In the purification of biological streams, the goal is to capture one or more desired proteins from a liquid stream that contains a variety of components such as other proteins, lipids, aggregated proteins from the cells, media proteins, carbohydrates and colloids from cell walls, DNA, DNA/protein complexes and the like. A number of purification steps may be used but general revolve around one or both of affinity chromatography and ultrafiltration (UF) systems.
The liquid stream is generally derived from a batch of lysed cells that have been engineered to produce the desired protein. Most of the cell components are removed from the liquid by filtration or centrifugation before chromatography and/or ultrafiltration. However a surprisingly large amount, especially of small or soluble constituents remain in the liquid as it is applied to the purification system. Many of these compete with the desired protein and bind to the affinity material in the column or clog the ultrafilter.

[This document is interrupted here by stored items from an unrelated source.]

//! TTL result cache with a best-effort durable mirror.
//!
//! The in-memory map is authoritative. Every write is mirrored to the
//! durable store so a restart can rehydrate warm entries; mirror failures
//! are logged, never raised. Expiry is checked lazily on read, and an
//! expired entry's mirror document is deleted from a spawned task.

use std::collections::HashMap;
use std::sync::Arc;

use chrono::Utc;
use serde::{Deserialize, Serialize};
use tokio::sync::Mutex;
use tracing::{debug, info, warn};

use crate::error::ScrapeError;
use crate::models::CampaignResult;
use crate::storage::KeyValueStore;

/// Storage key prefix for mirrored cache documents.
const MIRROR_PREFIX: &str = "cache/";

/// One cached result with its absolute expiry.
#[derive(Debug, Clone, Serialize, Deserialize)]
pub struct CacheEntry {
    pub key: String,
    pub value: CampaignResult,
    /// Epoch milliseconds; absolute so remaining TTL survives restart.
    pub expires_at_epoch_ms: i64,
}

impl CacheEntry {
    fn is_expired(&self) -> bool {
        Utc::now().timestamp_millis() >= self.expires_at_epoch_ms
    }
}

/// Hit/miss counters owned by the cache instance.
#[derive(Debug, Clone, Copy, Default, Serialize)]
pub struct CacheStats {
    pub hits: u64,
    pub misses: u64,
    pub entries: usize,
}

struct CacheInner {
    entries: HashMap<String, CacheEntry>,
    hits: u64,
    misses: u64,
}

/// Hybrid in-memory/durable result cache.
pub struct ResultCache {
    inner: Mutex<CacheInner>,
    store: Arc<dyn KeyValueStore>,
}

impl ResultCache {
    pub fn new(store: Arc<dyn KeyValueStore>) -> Self {
        Self {
            inner: Mutex::new(CacheInner {
                entries: HashMap::new(),
                hits: 0,
                misses: 0,
            }),
            store,
        }
    }

    fn mirror_key(key: &str) -> String {
        format!("{MIRROR_PREFIX}{key}")
    }

    /// Look up a fresh entry. Memory only; a miss is a plain `None`.
    pub async fn get(&self, key: &str) -> Option<CampaignResult> {
        let expired = {
            let mut guard = self.inner.lock().await;
            // Reborrow for disjoint borrows of the counters and the map.
            let inner = &mut *guard;
            match inner.entries.get(key) {
                Some(entry) if !entry.is_expired() => {
                    inner.hits += 1;
                    return Some(entry.value.clone());
                }
                Some(_) => {
                    inner.entries.remove(key);
                    inner.misses += 1;
                    true
                }
                None => {
                    inner.misses += 1;
                    false
                }
            }
        };
        if expired {
            self.spawn_mirror_delete(key);
        }
        None
    }

    /// Insert with a TTL and mirror to durable storage.
    pub async fn set(&self, key: &str, value: CampaignResult, ttl_seconds: u64) {
        let entry = CacheEntry {
            key: key.to_string(),
            value,
            expires_at_epoch_ms: Utc::now().timestamp_millis() + (ttl_seconds as i64) * 1000,
        };

        {
            let mut inner = self.inner.lock().await;
            inner.entries.insert(key.to_string(), entry.clone());
        }

        // Best effort: the cache stays correct in memory even if this fails.
        match serde_json::to_value(&entry) {
            Ok(doc) => {
                if let Err(e) = self.store.save(&Self::mirror_key(key), &doc).await {
                    warn!("Failed to mirror cache entry '{}': {}", key, e);
                }
            }
            Err(e) => warn!("Failed to serialize cache entry '{}': {}", key, e),
        }
    }

    /// Drop an entry from memory and its durable mirror.
    pub async fn invalidate(&self, key: &str) {
        let removed = {
            let mut inner = self.inner.lock().await;
            inner.entries.remove(key).is_some()
        };
        if removed {
            debug!("Invalidated cache entry '{}'", key);
        }
        if let Err(e) = self.store.delete(&Self::mirror_key(key)).await {
            warn!("Failed to delete cache mirror for '{}': {}", key, e);
        }
    }

    /// Drop every entry, memory and durable mirror both.
    pub async fn clear(&self) -> usize {
        let removed = {
            let mut inner = self.inner.lock().await;
            let n = inner.entries.len();
            inner.entries.clear();
            n
        };
        if let Err(e) = self.store.clear(Some(MIRROR_PREFIX)).await {
            warn!("Failed to clear cache mirror: {}", e);
        }
        removed
    }

    /// Rehydrate memory from the durable mirror at startup.
    ///
    /// Entries whose absolute expiry already passed are not loaded; their
    /// mirror documents are deleted instead.
    pub async fn load_from_storage(&self) -> Result<usize, ScrapeError> {
        let keys = self.store.list_keys(Some(MIRROR_PREFIX)).await?;
        let mut loaded = 0usize;
        let mut dropped = 0usize;

        for storage_key in keys {
            let Some(doc) = self.store.get(&storage_key).await? else {
                continue;
            };
            let entry: CacheEntry = match serde_json::from_value(doc) {
                Ok(e) => e,
                Err(e) => {
                    warn!("Skipping corrupt cache mirror '{}': {}", storage_key, e);
                    continue;
                }
            };

            if entry.is_expired() {
                dropped += 1;
                if let Err(e) = self.store.delete(&storage_key).await {
                    warn!("Failed to delete expired mirror '{}': {}", storage_key, e);
                }
                continue;
            }

            let mut inner = self.inner.lock().await;
            inner.entries.insert(entry.key.clone(), entry);
            loaded += 1;
        }

        info!("Cache rehydrated: {} entries loaded, {} expired dropped", loaded, dropped);
        Ok(loaded)
    }

    pub async fn stats(&self) -> CacheStats {
        let inner = self.inner.lock().await;
        CacheStats {
            hits: inner.hits,
            misses: inner.misses,
            entries: inner.entries.len(),
        }
    }

    fn spawn_mirror_delete(&self, key: &str) {
        let store = Arc::clone(&self.store);
        let mirror_key = Self::mirror_key(key);
        let key = key.to_string();
        tokio::spawn(async move {
            if let Err(e) = store.delete(&mirror_key).await {
                warn!("Failed to delete expired mirror for '{}': {}", key, e);
            } else {
                debug!("Deleted expired cache mirror for '{}'", key);
            }
        });
    }
}

#[cfg(test)]
mod tests {
    use super::*;
    use crate::models::DiscountType;
    use crate::storage::FileStore;
    use tempfile::tempdir;

    fn result(id: &str) -> CampaignResult {
        CampaignResult::new(
            id.into(),
            "20% off".into(),
            String::new(),
            DiscountType::Percentage,
            20.0,
        )
    }

    #[tokio::test]
    async fn set_then_get_returns_value() {
        let dir = tempdir().unwrap();
        let cache = ResultCache::new(Arc::new(FileStore::new(dir.path())));

        cache.set("k1", result("c1"), 60).await;
        let got = cache.get("k1").await.unwrap();
        assert_eq!(got.id, "c1");

        let stats = cache.stats().await;
        assert_eq!(stats.hits, 1);
        assert_eq!(stats.misses, 0);
    }

    #[tokio::test]
    async fn repeated_hits_count_and_keep_the_entry() {
        let dir = tempdir().unwrap();
        let cache = ResultCache::new(Arc::new(FileStore::new(dir.path())));

        cache.set("k1", result("c1"), 60).await;
        for _ in 0..3 {
            assert_eq!(cache.get("k1").await.unwrap().id, "c1");
        }
        assert!(cache.get("other").await.is_none());

        let stats = cache.stats().await;
        assert_eq!(stats.hits, 3);
        assert_eq!(stats.misses, 1);
        assert_eq!(stats.entries, 1);
    }

    #[tokio::test]
    async fn miss_increments_counter() {
        let dir = tempdir().unwrap();
        let cache = ResultCache::new(Arc::new(FileStore::new(dir.path())));

        assert!(cache.get("absent").await.is_none());
        assert_eq!(cache.stats().await.misses, 1);
    }

    #[tokio::test]
    async fn expired_entry_misses_and_mirror_is_deleted() {
        let dir = tempdir().unwrap();
        let store = Arc::new(FileStore::new(dir.path()));
        let cache = ResultCache::new(store.clone());

        cache.set("k1", result("c1"), 0).await;
        // ttl 0 expires immediately
        assert!(cache.get("k1").await.is_none());

        // The mirror delete runs on a spawned task; yield until it lands.
        for _ in 0..50 {
            tokio::task::yield_now().await;
            if store.get("cache/k1").await.unwrap().is_none() {
                break;
            }
            tokio::time::sleep(std::time::Duration::from_millis(10)).await;
        }
        assert!(store.get("cache/k1").await.unwrap().is_none());
    }

    #[tokio::test]
    async fn rehydrates_live_entries_and_drops_expired() {
        let dir = tempdir().unwrap();
        let store = Arc::new(FileStore::new(dir.path()));

        {
            let cache = ResultCache::new(store.clone());
            cache.set("live", result("c1"), 3600).await;
            cache.set("stale", result("c2"), 0).await;
        }

        let cache = ResultCache::new(store.clone());
        let loaded = cache.load_from_storage().await.unwrap();
        assert_eq!(loaded, 1);
        assert!(cache.get("live").await.is_some());
        assert!(cache.get("stale").await.is_none());
        assert!(store.get("cache/stale").await.unwrap().is_none());
    }

    #[tokio::test]
    async fn invalidate_removes_memory_and_mirror() {
        let dir = tempdir().unwrap();
        let store = Arc::new(FileStore::new(dir.path()));
        let cache = ResultCache::new(store.clone());

        cache.set("k1", result("c1"), 3600).await;
        cache.invalidate("k1").await;

        assert!(cache.get("k1").await.is_none());
        assert!(store.get("cache/k1").await.unwrap().is_none());
    }
}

In affinity chromatography, some of the constituents bind preferentially so over that of the desired protein reducing yields. Others irreversibly bind to the affinity material reducing not only yields but overall capacity especially on subsequent uses of the media.
Most of these non-desired species are known as non-specific binding species and the problem has been called non-specific binding (NSB).
Various methods have been attempted to reduce NSB, both to increase yield initially and to maintain capacity over time for a column and to maintain a desired rate of flux and extend the useful life of a UF system.
Generally, a column is washed several times between the affinity capture stage and the elution stage with various buffers at different pHs and/or with different chemical washes in an attempt to remove the NSB species. Likewise the use of various cleaning regiments have been employed after use to try and remove as much of the NSB species from the media as possible to maintain yield and capacity values.
None of these have proven to greatly effective especially with the most commonly used affinity media in the biopharmaceutical industry. In part this is due to the affinity ligand itself Protein A. It being a protein is susceptible to denaturing under various conditions that other wise could be used to reduce NSB such as heat, high caustic concentrations and the like.
UF systems are cleaned after the system has become plugged enough to create too high a back pressure or to reduce the flux below a given level. Its filters are then cleaned with caustic solutions before reuse.
While the washing with caustic often results in a membrane free of NSB species, it does nothing to extending the life of a filter during filtration. The problem of fouling still exists.
What is needed is a means for reducing NSB to a lower level before the liquid ever reaches the purification step. The present invention provides such an invention.